ミレー「休息する草刈りたち」、ボストン美術館所蔵。

 

北海道の農村の風景を見て育ったぼくは、この話にとても関心がありました。そういう彼らの絵を見たり、本を読んだりすることが好きでした。しかし、ぼくは絵を描くことはなく、ずっと本を読んで、自分が育った風景とおなじものを、漠然と探し求めていました。

中学生か高校生のころ、何かのおりにミレーの絵を見ました。「晩鐘」とか、「種蒔く人」とか、農村をテーマに描いた絵です。
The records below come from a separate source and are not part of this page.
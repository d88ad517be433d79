//! A single rigid link of the kinematic chain.

use crate::float::Float;
use crate::vec::{Vec, Vec2};

/// A rigid link between a `base` (proximal) and a `head` (distal) endpoint.
///
/// The length is fixed by construction: every mutator either translates both
/// endpoints by the same delta or recomputes `head` from the current length,
/// so `|head - base|` is preserved across updates (up to floating-point
/// rounding).
#[derive(Copy, Clone, Debug, PartialEq)]
pub struct Segment<F: Float> {
    pub base: Vec2<F>,
    pub head: Vec2<F>,
}

impl<F: Float> Segment<F> {
    /// Create a segment from both endpoints.
    pub fn new(base: Vec2<F>, head: Vec2<F>) -> Self {
        Segment { base, head }
    }

    /// Create a segment of the given length extending from `base` at `angle`
    /// (radians from the positive x-axis). `length` must be non-negative.
    pub fn from_polar(base: Vec2<F>, length: F, angle: F) -> Self {
        Segment {
            base,
            head: base + Vec2::from_angle(angle).scale(length),
        }
    }

    /// Orientation of the base-to-head direction, in radians.
    pub fn heading(&self) -> F {
        (self.head - self.base).angle()
    }

    /// Current length `|head - base|`.
    pub fn length(&self) -> F {
        self.base.distance(self.head)
    }

    /// Translate the segment so `base` lands on `new_base`, preserving the
    /// base-to-head vector (orientation and length unchanged).
    pub fn rebase(&mut self, new_base: Vec2<F>) {
        self.head = (self.head - self.base) + new_base;
        self.base = new_base;
    }

    /// Translate both endpoints by `delta`.
    pub fn translate(&mut self, delta: Vec2<F>) {
        self.base = self.base + delta;
        self.head = self.head + delta;
    }

    /// Re-orient toward `target`: `base` and length stay fixed, `head` is
    /// recomputed to point at `target`. The head does not land on the target
    /// unless the target happens to lie exactly one length away.
    pub fn head_towards(&mut self, target: Vec2<F>) {
        let length = self.length();
        let angle = (target - self.base).angle();
        self.head = self.base + Vec2::from_angle(angle).scale(length);
    }

    /// The single-link FABRIK reach step: orient toward `target`, then slide
    /// the segment along that direction until `head` lands exactly on
    /// `target`. Afterwards `base` sits one length away from the target,
    /// back along the line toward the segment's previous position.
    pub fn follow(&mut self, target: Vec2<F>) {
        self.head_towards(target);
        self.rebase(target);
        let back = self.base - self.head;
        self.translate(back);
    }
}
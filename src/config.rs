//! Configuration surface consumed from the embedding UI.

use crate::error::ModelError;
use crate::float::Float;
use crate::taper::Taper;

/// Configuration for a [`Rig`](crate::rig::Rig): the values a UI exposes as
/// counters, sliders and toggles.
///
/// # Builder Pattern
/// ```
/// use reachy::config::RigConfig;
///
/// let config: RigConfig<f32> = RigConfig::new()
///     .with_segment_count(4)
///     .with_segment_length(100.0)
///     .with_attached(false)
///     .with_smoothing(0.3);
/// assert!(config.validate().is_ok());
/// ```
#[derive(Copy, Clone, Debug)]
pub struct RigConfig<F: Float> {
    /// Number of chain segments. Zero is legal and yields an empty chain.
    /// Default: 5.
    pub segment_count: usize,
    /// Target (root) segment length. Default: 120.
    pub segment_length: F,
    /// Whether the chain is anchored to its base. Default: true.
    pub attached: bool,
    /// Smoothing level in [0, 1); the filter coefficient is
    /// `alpha = 1 - smoothing`, so 0 disables smoothing. Default: 0.5.
    pub smoothing: F,
    /// Taper bounds for segment lengths and joint radii.
    pub taper: Taper<F>,
}

impl<F: Float> RigConfig<F> {
    /// Create a config with default values.
    pub fn new() -> Self {
        RigConfig {
            segment_count: 5,
            segment_length: F::from_f32(120.0),
            attached: true,
            smoothing: F::from_f32(0.5),
            taper: Taper::new(),
        }
    }

    /// Set the number of segments.
    pub fn with_segment_count(mut self, segment_count: usize) -> Self {
        self.segment_count = segment_count;
        self
    }

    /// Set the target segment length.
    pub fn with_segment_length(mut self, segment_length: F) -> Self {
        self.segment_length = segment_length;
        self
    }

    /// Set anchored mode.
    pub fn with_attached(mut self, attached: bool) -> Self {
        self.attached = attached;
        self
    }

    /// Set the smoothing level.
    pub fn with_smoothing(mut self, smoothing: F) -> Self {
        self.smoothing = smoothing;
        self
    }

    /// Set the taper bounds.
    pub fn with_taper(mut self, taper: Taper<F>) -> Self {
        self.taper = taper;
        self
    }

    /// Check the configuration against its documented ranges.
    pub fn validate(&self) -> Result<(), ModelError> {
        if !(self.segment_length > F::zero()) || !self.segment_length.is_finite() {
            return Err(ModelError::InvalidSegmentLength);
        }
        if !(self.taper.min_length > F::zero()) || !self.taper.min_length.is_finite() {
            return Err(ModelError::InvalidMinimumLength);
        }
        if !(self.smoothing >= F::zero()) || !(self.smoothing < F::one()) {
            return Err(ModelError::InvalidSmoothing);
        }
        Ok(())
    }
}

impl<F: Float> Default for RigConfig<F> {
    fn default() -> Self {
        Self::new()
    }
}
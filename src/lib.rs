//! 2D FABRIK chain solver with low-pass input smoothing.
//!
//! `reachy` animates a jointed chain that continuously reaches toward a
//! moving target using FABRIK (Forward And Backward Reaching Inverse
//! Kinematics): one backward reach + forward re-anchoring pass per tick,
//! converging visually across ticks as the target moves. Raw pointer input
//! is damped by an exponential low-pass filter before it drives the solver.
//!
//! # Features
//!
//! - **Single-pass FABRIK**: [`Chain`] does one reach/re-anchor pass per
//!   `follow` call — tick-driven convergence, no iteration loop
//! - **Attached or free-floating**: anchored chains re-root every pass,
//!   detached chains trail the target
//! - **Input smoothing**: [`LowPass`] exponential filtering, 1D or 2D
//! - **Taper**: per-segment lengths and joint radii decreasing root to tip
//! - **Tick driver**: [`Rig`] wires latest-target capture, filter and chain
//! - **Observable**: monitor tick phases via the [`TickObserver`] trait
//! - **`no_std` compatible**: works in embedded and WASM environments
//!
//! # Example
//!
//! ```
//! use reachy::{Rig, RigConfig, Vec2, NoOpTickObserver};
//!
//! let mut rig: Rig<f32> = Rig::new(Vec2::new(480.0, 600.0), RigConfig::new()).unwrap();
//! rig.set_target(Vec2::new(480.0, 0.0));
//! for _ in 0..100 {
//!     rig.tick(&mut NoOpTickObserver);
//! }
//! let joints = rig.joints();
//! assert_eq!(joints.len(), 6); // segments + 1
//! ```

#![no_std]

extern crate alloc;

#[cfg(test)]
extern crate std;

pub mod float;
pub mod vec;
pub mod segment;
pub mod chain;
pub mod filter;
pub mod taper;
pub mod config;
pub mod rig;
pub mod observer;
pub mod error;

// Re-export primary API
pub use float::Float;
pub use vec::{Vec, Scalar, Vec2};
pub use segment::Segment;
pub use chain::Chain;
pub use filter::{LowPass, LowPass1D, LowPass2D};
pub use taper::{Taper, scale_decreasing};
pub use config::RigConfig;
pub use rig::Rig;
pub use observer::{TickObserver, NoOpTickObserver};
pub use error::ModelError;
子供のころは、そんなには感動しませんでしたが、ミレーといえばそういう絵を描いた画家という、ただそれだけの知識しか持っていませんでした。

ミレーは19歳のとき、グリュシーから10数キロほど離れたシェルブールの街で絵の修業をはじめています。22歳の1837年にはパリに出て、当時のアカデミスムの巨匠だったポール・ドラローシュ(1797-1856年)という人に師事します。デッサンや模写のほか、聖書や神話など、画題となる古典文学も学んでいます。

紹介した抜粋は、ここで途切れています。